= Exercise directions =
Collect each line of the entries that holds the string "Columns".
BEGIN Provided entries
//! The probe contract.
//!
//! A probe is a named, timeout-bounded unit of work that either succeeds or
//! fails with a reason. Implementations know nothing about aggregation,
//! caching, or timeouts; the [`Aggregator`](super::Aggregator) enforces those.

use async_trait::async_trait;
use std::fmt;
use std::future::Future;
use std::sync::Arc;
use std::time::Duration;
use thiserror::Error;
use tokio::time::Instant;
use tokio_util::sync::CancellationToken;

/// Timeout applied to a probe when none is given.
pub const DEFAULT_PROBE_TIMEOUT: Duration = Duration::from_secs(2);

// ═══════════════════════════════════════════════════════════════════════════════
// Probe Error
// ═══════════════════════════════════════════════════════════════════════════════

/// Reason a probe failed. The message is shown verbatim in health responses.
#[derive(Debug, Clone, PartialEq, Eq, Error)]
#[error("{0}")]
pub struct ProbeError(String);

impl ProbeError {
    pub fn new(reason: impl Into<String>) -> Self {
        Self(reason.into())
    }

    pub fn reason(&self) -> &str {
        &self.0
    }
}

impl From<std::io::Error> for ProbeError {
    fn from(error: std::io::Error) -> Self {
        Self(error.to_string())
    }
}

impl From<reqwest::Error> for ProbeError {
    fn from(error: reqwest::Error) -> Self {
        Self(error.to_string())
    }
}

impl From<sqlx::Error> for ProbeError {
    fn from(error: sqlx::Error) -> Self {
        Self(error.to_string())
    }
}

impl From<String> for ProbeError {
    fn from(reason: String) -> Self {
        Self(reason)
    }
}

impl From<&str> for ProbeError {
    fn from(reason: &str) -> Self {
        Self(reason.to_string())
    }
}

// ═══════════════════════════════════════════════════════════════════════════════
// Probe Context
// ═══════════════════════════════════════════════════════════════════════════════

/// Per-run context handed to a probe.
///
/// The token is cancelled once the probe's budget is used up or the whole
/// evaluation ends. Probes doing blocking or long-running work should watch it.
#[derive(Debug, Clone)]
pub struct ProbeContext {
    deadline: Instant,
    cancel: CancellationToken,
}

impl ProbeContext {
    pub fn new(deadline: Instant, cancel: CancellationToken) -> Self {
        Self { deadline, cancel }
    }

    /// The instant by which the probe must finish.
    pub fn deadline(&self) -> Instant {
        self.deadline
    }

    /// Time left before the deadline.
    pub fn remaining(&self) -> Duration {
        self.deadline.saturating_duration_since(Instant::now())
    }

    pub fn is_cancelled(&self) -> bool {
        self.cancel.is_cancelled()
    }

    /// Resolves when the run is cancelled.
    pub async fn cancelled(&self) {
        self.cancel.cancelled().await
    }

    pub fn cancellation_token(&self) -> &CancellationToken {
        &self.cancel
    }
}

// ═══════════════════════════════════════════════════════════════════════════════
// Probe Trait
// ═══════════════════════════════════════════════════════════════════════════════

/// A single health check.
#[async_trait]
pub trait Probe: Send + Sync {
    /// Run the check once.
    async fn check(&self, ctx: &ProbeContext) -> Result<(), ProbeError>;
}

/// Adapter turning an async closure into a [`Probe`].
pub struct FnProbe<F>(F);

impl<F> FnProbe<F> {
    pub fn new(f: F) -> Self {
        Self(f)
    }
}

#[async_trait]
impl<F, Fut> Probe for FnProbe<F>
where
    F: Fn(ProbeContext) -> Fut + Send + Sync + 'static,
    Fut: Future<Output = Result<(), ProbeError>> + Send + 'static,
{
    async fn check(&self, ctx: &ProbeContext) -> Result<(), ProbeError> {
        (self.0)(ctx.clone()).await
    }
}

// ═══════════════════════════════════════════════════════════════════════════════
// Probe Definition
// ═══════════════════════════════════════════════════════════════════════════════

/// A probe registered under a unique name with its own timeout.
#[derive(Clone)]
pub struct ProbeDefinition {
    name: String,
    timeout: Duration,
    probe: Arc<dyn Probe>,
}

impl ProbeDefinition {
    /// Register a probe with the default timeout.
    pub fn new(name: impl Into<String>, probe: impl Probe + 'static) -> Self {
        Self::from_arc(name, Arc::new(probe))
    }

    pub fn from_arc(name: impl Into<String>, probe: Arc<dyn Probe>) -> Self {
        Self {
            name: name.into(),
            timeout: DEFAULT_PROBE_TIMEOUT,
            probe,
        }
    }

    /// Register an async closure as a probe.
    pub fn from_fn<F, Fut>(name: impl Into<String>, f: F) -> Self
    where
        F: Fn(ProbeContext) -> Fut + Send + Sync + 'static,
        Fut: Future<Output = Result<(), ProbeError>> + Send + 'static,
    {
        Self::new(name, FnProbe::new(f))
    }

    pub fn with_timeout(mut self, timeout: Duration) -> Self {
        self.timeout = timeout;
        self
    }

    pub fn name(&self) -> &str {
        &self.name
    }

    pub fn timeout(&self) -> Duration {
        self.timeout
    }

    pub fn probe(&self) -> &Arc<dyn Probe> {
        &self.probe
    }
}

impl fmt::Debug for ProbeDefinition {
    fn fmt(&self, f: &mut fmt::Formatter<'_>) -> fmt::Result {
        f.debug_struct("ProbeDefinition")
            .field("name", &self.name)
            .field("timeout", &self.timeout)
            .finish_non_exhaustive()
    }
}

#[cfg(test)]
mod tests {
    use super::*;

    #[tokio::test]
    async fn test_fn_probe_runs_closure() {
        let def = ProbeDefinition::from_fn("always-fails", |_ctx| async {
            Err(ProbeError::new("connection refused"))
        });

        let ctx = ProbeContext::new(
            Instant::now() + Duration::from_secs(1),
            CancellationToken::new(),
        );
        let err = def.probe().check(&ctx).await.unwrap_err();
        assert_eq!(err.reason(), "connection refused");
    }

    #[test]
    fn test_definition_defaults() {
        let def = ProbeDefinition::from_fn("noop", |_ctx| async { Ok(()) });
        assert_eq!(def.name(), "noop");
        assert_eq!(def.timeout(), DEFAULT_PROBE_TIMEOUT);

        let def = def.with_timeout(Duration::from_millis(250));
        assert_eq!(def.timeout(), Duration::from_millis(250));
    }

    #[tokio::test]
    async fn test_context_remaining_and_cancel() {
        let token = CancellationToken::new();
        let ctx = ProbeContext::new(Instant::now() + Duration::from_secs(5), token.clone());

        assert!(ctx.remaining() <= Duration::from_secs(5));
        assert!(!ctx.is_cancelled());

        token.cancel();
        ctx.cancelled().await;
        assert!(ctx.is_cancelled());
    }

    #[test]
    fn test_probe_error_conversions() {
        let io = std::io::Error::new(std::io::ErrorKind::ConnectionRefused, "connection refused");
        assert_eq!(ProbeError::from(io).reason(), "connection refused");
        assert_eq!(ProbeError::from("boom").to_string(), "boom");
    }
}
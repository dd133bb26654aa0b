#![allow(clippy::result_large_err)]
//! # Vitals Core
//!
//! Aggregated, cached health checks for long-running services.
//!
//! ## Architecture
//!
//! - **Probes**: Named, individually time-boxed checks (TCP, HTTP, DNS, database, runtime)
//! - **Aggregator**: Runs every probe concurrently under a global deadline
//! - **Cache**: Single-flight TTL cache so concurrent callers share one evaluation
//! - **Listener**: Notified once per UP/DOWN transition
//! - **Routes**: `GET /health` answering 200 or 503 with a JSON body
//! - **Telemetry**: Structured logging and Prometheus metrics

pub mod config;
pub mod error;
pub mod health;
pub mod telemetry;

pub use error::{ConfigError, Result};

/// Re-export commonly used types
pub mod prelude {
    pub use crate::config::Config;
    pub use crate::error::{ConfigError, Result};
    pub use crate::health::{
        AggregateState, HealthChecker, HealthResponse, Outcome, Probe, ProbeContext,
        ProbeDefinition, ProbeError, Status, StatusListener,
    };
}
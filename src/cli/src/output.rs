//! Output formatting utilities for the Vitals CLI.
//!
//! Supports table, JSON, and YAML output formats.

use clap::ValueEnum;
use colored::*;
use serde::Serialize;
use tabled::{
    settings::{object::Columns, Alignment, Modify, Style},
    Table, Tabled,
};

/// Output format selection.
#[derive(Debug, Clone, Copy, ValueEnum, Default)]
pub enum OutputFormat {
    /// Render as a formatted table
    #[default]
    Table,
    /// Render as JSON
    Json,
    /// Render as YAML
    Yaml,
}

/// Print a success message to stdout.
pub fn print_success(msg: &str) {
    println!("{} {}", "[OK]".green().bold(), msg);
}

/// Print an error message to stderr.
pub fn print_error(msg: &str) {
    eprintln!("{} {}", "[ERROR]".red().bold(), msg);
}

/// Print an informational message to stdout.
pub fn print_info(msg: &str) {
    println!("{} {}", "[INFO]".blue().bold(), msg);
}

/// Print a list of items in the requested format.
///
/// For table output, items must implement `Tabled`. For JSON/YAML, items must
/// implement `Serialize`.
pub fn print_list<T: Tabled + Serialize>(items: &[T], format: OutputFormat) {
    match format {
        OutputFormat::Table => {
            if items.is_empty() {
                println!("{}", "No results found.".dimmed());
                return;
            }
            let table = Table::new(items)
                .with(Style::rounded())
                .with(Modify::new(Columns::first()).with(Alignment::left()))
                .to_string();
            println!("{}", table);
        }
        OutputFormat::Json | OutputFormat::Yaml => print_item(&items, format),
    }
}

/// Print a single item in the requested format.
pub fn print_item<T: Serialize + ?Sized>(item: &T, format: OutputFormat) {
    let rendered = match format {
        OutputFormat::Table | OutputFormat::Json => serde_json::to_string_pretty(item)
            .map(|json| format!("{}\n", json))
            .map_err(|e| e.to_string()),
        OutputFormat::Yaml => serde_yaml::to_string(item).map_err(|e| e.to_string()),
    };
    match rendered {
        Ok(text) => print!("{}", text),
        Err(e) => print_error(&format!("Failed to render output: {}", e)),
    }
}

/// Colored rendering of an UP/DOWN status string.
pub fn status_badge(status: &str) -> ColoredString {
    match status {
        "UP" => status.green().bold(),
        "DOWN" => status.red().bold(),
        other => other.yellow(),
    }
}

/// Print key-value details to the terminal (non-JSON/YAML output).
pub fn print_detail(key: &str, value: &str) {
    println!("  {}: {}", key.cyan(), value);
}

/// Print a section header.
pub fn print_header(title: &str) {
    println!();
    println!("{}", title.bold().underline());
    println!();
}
END Provided entries
= Result =
    settings::{object::Columns, Alignment, Modify, Style},
                .with(Modify::new(Columns::first()).with(Alignment::left()))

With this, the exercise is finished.